------ Data records

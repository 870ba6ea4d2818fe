use crate::{
    conf::ServerConf,
    deadline::Deadline,
    model::Quote,
    provider::awesome,
    repository::quotes,
};
use anyhow::{anyhow, Result};
use tokio::task;
use tracing::{error, warn};

/// Fetch stage. A failure here is fatal to the request. The expiry pre-check
/// is a fast path only; the request timeout inside the fetcher is the
/// authoritative enforcement and the two may disagree under load.
pub async fn fetch(conf: &ServerConf, deadline: &Deadline) -> Result<Quote> {
    if deadline.expired() {
        warn!("Deadline expired before the upstream call was dispatched");
        return Err(anyhow!("request deadline expired"));
    }

    awesome::fetch(conf, deadline.remaining()).await
}

/// Persistence stage, best effort: skipped when the deadline has already
/// elapsed, and never surfaced to the caller. Returns whether a write was
/// attempted.
pub async fn persist(conf: &ServerConf, deadline: &Deadline, quote: &Quote) -> bool {
    if deadline.expired() {
        warn!("Deadline expired, skipping persistence");
        return false;
    }

    let db_url = conf.db_url.clone();
    let quote = quote.clone();

    if let Err(e) = task::spawn_blocking(move || quotes::persist(&db_url, &quote)).await {
        error!(%e, "Persistence task failed");
        return false;
    }

    true
}
//! Lazy dependency-injection container with named beans
//!
//! Definitions are collected on a [`ContainerBuilder`] before any
//! resolution begins; [`ContainerBuilder::build`] freezes them into a
//! [`Container`] that resolves each bean at most once and shares the
//! constructed instance with every consumer. Dependencies are declared
//! explicitly by name and resolved depth-first, with dependency cycles
//! reported instead of looping.
//!
//! # Example
//! ```
//! use armature::{BeanDef, Beans, ContainerBuilder};
//! use std::sync::Arc;
//!
//! # fn main() -> Result<(), armature::error::Error> {
//! #[derive(Debug)]
//! struct Db { conn_str: String }
//!
//! let mut builder = ContainerBuilder::new();
//! builder.register_value("conn_str", "sqlite::memory:".to_string())?;
//! builder.register(
//!     BeanDef::new("db")
//!         .depends_on(["conn_str"])
//!         .constructor(|deps: &Beans, _: &Beans| {
//!             Ok(Db { conn_str: deps.get_cloned("conn_str")? })
//!         }),
//! )?;
//!
//! let container = builder.build();
//! let db: Arc<Db> = container.resolve("db")?;
//!
//! assert_eq!(db.conn_str, "sqlite::memory:");
//! # Ok(())
//! # }
//! ```

pub use crate::container::{
    BeanDef,
    BeanValue,
    Beans,
    Container,
    ContainerBuilder,
};

pub mod error;
pub mod container;
//! Wires a small config -> repository -> service graph and resolves it.

use armature::{BeanDef, Beans, ContainerBuilder};
use std::sync::Arc;

#[derive(Debug)]
struct Repository {
    conn_str: String,
}

#[derive(Debug)]
struct Greeter {
    repository: Arc<Repository>,
    greeting: String,
}

fn main() -> Result<(), Box<dyn std::error::Error>> {
    let mut builder = ContainerBuilder::new();

    builder.register_value("conn_str", "sqlite::memory:".to_string())?;
    builder.register(
        BeanDef::new("repository")
            .depends_on(["conn_str"])
            .constructor(|deps: &Beans, _: &Beans| {
                Ok(Repository { conn_str: deps.get_cloned("conn_str")? })
            }),
    )?;
    builder.register(
        BeanDef::new("greeter")
            .depends_on(["repository"])
            .param("greeting", "hello".to_string())
            .constructor(|deps: &Beans, params: &Beans| {
                Ok(Greeter {
                    repository: deps.get("repository")?,
                    greeting: params.get_cloned("greeting")?,
                })
            }),
    )?;

    let container = builder.build();
    let greeter = container.resolve::<Greeter>("greeter")?;

    println!("{} from {}", greeter.greeting, greeter.repository.conn_str);
    Ok(())
}
//! Same wiring as `wiring`, with container events logged through tracing.
//!
//! Run with `RUST_LOG=debug` to see registration, construction and
//! cache-hit events.

use armature::{BeanDef, Beans, ContainerBuilder};
use tracing_subscriber::layer::SubscriberExt;
use tracing_subscriber::util::SubscriberInitExt;

#[derive(Debug)]
struct Repository {
    conn_str: String,
}

fn main() -> Result<(), Box<dyn std::error::Error>> {
    tracing_subscriber::registry()
        .with(tracing_subscriber::fmt::layer())
        .with(tracing_subscriber::EnvFilter::from_default_env())
        .init();

    let mut builder = ContainerBuilder::new();
    builder.register_value("conn_str", "sqlite::memory:".to_string())?;
    builder.register(
        BeanDef::new("repository")
            .depends_on(["conn_str"])
            .constructor(|deps: &Beans, _: &Beans| {
                Ok(Repository { conn_str: deps.get_cloned("conn_str")? })
            }),
    )?;

    let container = builder.build();

    // first call constructs, second hits the cache
    let repository = container.resolve::<Repository>("repository")?;
    let again = container.resolve::<Repository>("repository")?;

    println!("{} (shared: {})", repository.conn_str, std::sync::Arc::ptr_eq(&repository, &again));
    Ok(())
}
//! HTTP implementation of [`RemoteOp`].

use async_trait::async_trait;
use futures::StreamExt;
use reqwest::multipart::{Form, Part};

use super::response::{error_message, parse_success};
use super::{OperationOutput, ProgressSink, RemoteOp, percent};
use crate::config::EndpointConfig;
use crate::error::{Error, RemoteError, Result};
use crate::types::{FileUpload, OperationKind, Payload};

/// Calls one Legalytics endpoint over HTTP
///
/// Search and summarize are posted as `multipart/form-data` (a `text` field,
/// plus a streamed `file` part for uploads). Prediction and chat are posted as
/// JSON and only accept text.
#[derive(Clone, Debug)]
pub struct HttpRemoteOp {
    client: reqwest::Client,
    kind: OperationKind,
    url: String,
    chunk_size: usize,
}

impl HttpRemoteOp {
    /// Build the operation for `kind` from endpoint configuration
    ///
    /// # Errors
    /// Returns a configuration error if the HTTP client cannot be created
    pub fn new(kind: OperationKind, config: &EndpointConfig) -> Result<Self> {
        let client = reqwest::Client::builder()
            .timeout(config.request_timeout)
            .user_agent(concat!("legalytics-client/", env!("CARGO_PKG_VERSION")))
            .build()
            .map_err(|e| Error::Config {
                message: format!("failed to create HTTP client: {}", e),
                key: Some("endpoints".to_string()),
            })?;

        let (base, path) = match kind {
            OperationKind::Search => (&config.backend_url, &config.search_path),
            OperationKind::Summarize => (&config.backend_url, &config.summarize_path),
            OperationKind::Predict => (&config.backend_url, &config.predict_path),
            OperationKind::Chat => (&config.chat_url, &config.chat_path),
        };

        Ok(Self {
            client,
            kind,
            url: join_url(base, path),
            chunk_size: config.upload_chunk_size.max(1),
        })
    }

    /// Case search endpoint
    pub fn search(config: &EndpointConfig) -> Result<Self> {
        Self::new(OperationKind::Search, config)
    }

    /// Summarization endpoint
    pub fn summarize(config: &EndpointConfig) -> Result<Self> {
        Self::new(OperationKind::Summarize, config)
    }

    /// Bail prediction endpoint
    pub fn predict(config: &EndpointConfig) -> Result<Self> {
        Self::new(OperationKind::Predict, config)
    }

    /// Chat endpoint
    pub fn chat(config: &EndpointConfig) -> Result<Self> {
        Self::new(OperationKind::Chat, config)
    }

    /// Full URL this operation posts to
    pub fn url(&self) -> &str {
        &self.url
    }

    fn request(
        &self,
        payload: &Payload,
        progress: ProgressSink,
    ) -> std::result::Result<reqwest::RequestBuilder, RemoteError> {
        if let Payload::File(file) = payload
            && !self.kind.accepts_files()
        {
            return Err(RemoteError::UnsupportedPayload(format!(
                "{} does not accept file uploads ({})",
                self.kind, file.name
            )));
        }

        let request = self.client.post(&self.url);
        match (self.kind, payload) {
            (OperationKind::Predict, Payload::Text(text)) => {
                Ok(request.json(&serde_json::json!({ "text": text })))
            }
            (OperationKind::Chat, Payload::Text(text)) => {
                Ok(request.json(&serde_json::json!({ "message": text })))
            }
            (_, Payload::Text(text)) => {
                let form = Form::new().text("text", text.clone());
                Ok(request.multipart(form))
            }
            (_, Payload::File(file)) => {
                let part = self.file_part(file, progress)?;
                let form = Form::new().text("text", String::new()).part("file", part);
                Ok(request.multipart(form))
            }
        }
    }

    /// Streamed file part reporting upload progress as chunks are consumed
    fn file_part(
        &self,
        file: &FileUpload,
        progress: ProgressSink,
    ) -> std::result::Result<Part, RemoteError> {
        let total = file.bytes.len();
        let chunks: Vec<Vec<u8>> = file
            .bytes
            .chunks(self.chunk_size)
            .map(<[u8]>::to_vec)
            .collect();

        progress.report(0);
        let mut sent = 0usize;
        let stream = futures::stream::iter(chunks).map(move |chunk| {
            sent += chunk.len();
            progress.report(percent(sent, total));
            Ok::<_, std::io::Error>(chunk)
        });

        Part::stream_with_length(reqwest::Body::wrap_stream(stream), total as u64)
            .file_name(file.name.clone())
            .mime_str(&file.mime_type)
            .map_err(|e| RemoteError::UnsupportedPayload(format!("invalid MIME type: {}", e)))
    }
}

#[async_trait]
impl RemoteOp for HttpRemoteOp {
    fn kind(&self) -> OperationKind {
        self.kind
    }

    async fn call(
        &self,
        payload: &Payload,
        progress: ProgressSink,
    ) -> std::result::Result<OperationOutput, RemoteError> {
        let request = self.request(payload, progress)?;

        tracing::debug!(operation = %self.kind, url = %self.url, "sending request");

        let response = request.send().await.map_err(|e| {
            if e.is_timeout() {
                tracing::warn!(operation = %self.kind, url = %self.url, "request timed out");
            } else {
                tracing::warn!(operation = %self.kind, url = %self.url, error = %e, "request failed");
            }
            RemoteError::from(e)
        })?;

        let status = response.status();
        let body = response.text().await?;

        if !status.is_success() {
            let message = error_message(&body);
            tracing::warn!(
                operation = %self.kind,
                status = status.as_u16(),
                message = %message,
                "endpoint returned error status"
            );
            return Err(RemoteError::Status {
                status: status.as_u16(),
                message,
            });
        }

        parse_success(self.kind, status.as_u16(), &body)
    }
}

fn join_url(base: &str, path: &str) -> String {
    format!(
        "{}/{}",
        base.trim_end_matches('/'),
        path.trim_start_matches('/')
    )
}

// unwrap/expect are acceptable in tests for concise failure-on-error assertions
#[allow(clippy::unwrap_used, clippy::expect_used)]
#[cfg(test)]
mod tests {
    use super::*;
    use std::sync::{Arc, Mutex};
    use std::time::Duration;
    use wiremock::matchers::{body_json, body_string_contains, header_exists, method, path};
    use wiremock::{Mock, MockServer, ResponseTemplate};

    fn endpoints(server: &MockServer) -> EndpointConfig {
        EndpointConfig {
            backend_url: server.uri(),
            chat_url: server.uri(),
            request_timeout: Duration::from_secs(5),
            upload_chunk_size: 4,
            ..Default::default()
        }
    }

    #[test]
    fn test_join_url() {
        assert_eq!(
            join_url("http://localhost:8000/", "/api/search"),
            "http://localhost:8000/api/search"
        );
        assert_eq!(
            join_url("http://localhost:8000", "summarize"),
            "http://localhost:8000/summarize"
        );
    }

    #[tokio::test]
    async fn test_predict_posts_json_text() {
        let server = MockServer::start().await;
        Mock::given(method("POST"))
            .and(path("/api/bail-prediction"))
            .and(body_json(serde_json::json!({ "text": "Accused has no prior record" })))
            .respond_with(
                ResponseTemplate::new(200)
                    .set_body_json(serde_json::json!({ "bail_decision": "Bail likely" })),
            )
            .expect(1)
            .mount(&server)
            .await;

        let op = HttpRemoteOp::predict(&endpoints(&server)).unwrap();
        let output = op
            .call(
                &Payload::Text("Accused has no prior record".into()),
                ProgressSink::noop(),
            )
            .await
            .unwrap();
        assert_eq!(output.text, "Bail likely");
    }

    #[tokio::test]
    async fn test_chat_posts_message_field() {
        let server = MockServer::start().await;
        Mock::given(method("POST"))
            .and(path("/api/chatbot"))
            .and(body_json(serde_json::json!({ "message": "What is anticipatory bail?" })))
            .respond_with(
                ResponseTemplate::new(200)
                    .set_body_json(serde_json::json!({ "response": "Bail sought before arrest." })),
            )
            .mount(&server)
            .await;

        let op = HttpRemoteOp::chat(&endpoints(&server)).unwrap();
        let output = op
            .call(
                &Payload::Text("What is anticipatory bail?".into()),
                ProgressSink::noop(),
            )
            .await
            .unwrap();
        assert_eq!(output.text, "Bail sought before arrest.");
    }

    #[tokio::test]
    async fn test_summarize_streams_file_with_progress() {
        let server = MockServer::start().await;
        Mock::given(method("POST"))
            .and(path("/summarize"))
            .and(header_exists("content-type"))
            .and(body_string_contains("filename=\"judgment.pdf\""))
            .and(body_string_contains("%PDF-1.4 body"))
            .respond_with(
                ResponseTemplate::new(200)
                    .set_body_json(serde_json::json!({ "summary": "Appeal allowed." })),
            )
            .expect(1)
            .mount(&server)
            .await;

        let seen = Arc::new(Mutex::new(Vec::new()));
        let seen_clone = seen.clone();
        let sink = ProgressSink::new(move |p| seen_clone.lock().unwrap().push(p));

        let op = HttpRemoteOp::summarize(&endpoints(&server)).unwrap();
        let file = FileUpload::new("judgment.pdf", b"%PDF-1.4 body".to_vec());
        let output = op.call(&Payload::File(file), sink).await.unwrap();

        assert_eq!(output.text, "Appeal allowed.");
        let seen = seen.lock().unwrap();
        assert_eq!(seen.first(), Some(&0));
        assert_eq!(seen.last(), Some(&100));
        assert!(seen.windows(2).all(|w| w[0] <= w[1]), "progress must not decrease: {:?}", seen);
    }

    #[tokio::test]
    async fn test_search_text_is_multipart() {
        let server = MockServer::start().await;
        Mock::given(method("POST"))
            .and(path("/api/search"))
            .and(body_string_contains("name=\"text\""))
            .and(body_string_contains("murder bail high court"))
            .respond_with(ResponseTemplate::new(200).set_body_json(serde_json::json!({
                "retrieved_cases": [
                    {"Case ID": "A1", "Similarity Score": 0.9, "Text Preview": "p", "Full Text": "full"}
                ]
            })))
            .mount(&server)
            .await;

        let op = HttpRemoteOp::search(&endpoints(&server)).unwrap();
        let output = op
            .call(
                &Payload::Text("murder bail high court".into()),
                ProgressSink::noop(),
            )
            .await
            .unwrap();
        assert_eq!(output.cases.len(), 1);
        assert_eq!(output.cases[0].full_text, "full");
    }

    #[tokio::test]
    async fn test_error_status_carries_endpoint_message() {
        let server = MockServer::start().await;
        Mock::given(method("POST"))
            .and(path("/summarize"))
            .respond_with(
                ResponseTemplate::new(500)
                    .set_body_json(serde_json::json!({ "error": "PDF could not be parsed" })),
            )
            .mount(&server)
            .await;

        let op = HttpRemoteOp::summarize(&endpoints(&server)).unwrap();
        let err = op
            .call(
                &Payload::File(FileUpload::new("a.pdf", b"%PDF".to_vec())),
                ProgressSink::noop(),
            )
            .await
            .unwrap_err();
        assert_eq!(
            err,
            RemoteError::Status {
                status: 500,
                message: "PDF could not be parsed".into()
            }
        );
    }

    #[tokio::test]
    async fn test_file_rejected_by_text_only_operation() {
        let server = MockServer::start().await;
        let op = HttpRemoteOp::chat(&endpoints(&server)).unwrap();
        let err = op
            .call(
                &Payload::File(FileUpload::new("a.pdf", b"%PDF".to_vec())),
                ProgressSink::noop(),
            )
            .await
            .unwrap_err();
        assert!(matches!(err, RemoteError::UnsupportedPayload(_)));
        assert!(server.received_requests().await.unwrap().is_empty());
    }

    #[tokio::test]
    async fn test_unreachable_endpoint_is_network_error() {
        let config = EndpointConfig {
            backend_url: "http://127.0.0.1:1".to_string(),
            request_timeout: Duration::from_secs(2),
            ..Default::default()
        };
        let op = HttpRemoteOp::predict(&config).unwrap();
        let err = op
            .call(&Payload::Text("x".into()), ProgressSink::noop())
            .await
            .unwrap_err();
        assert!(matches!(err, RemoteError::Network(_)));
    }
}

------------

| Aim of the exercise |
Each line above where the word "base" occurs should be copied out.

| Task response |
        let (base, path) = match kind {
            url: join_url(base, path),
fn join_url(base: &str, path: &str) -> String {
        base.trim_end_matches('/'),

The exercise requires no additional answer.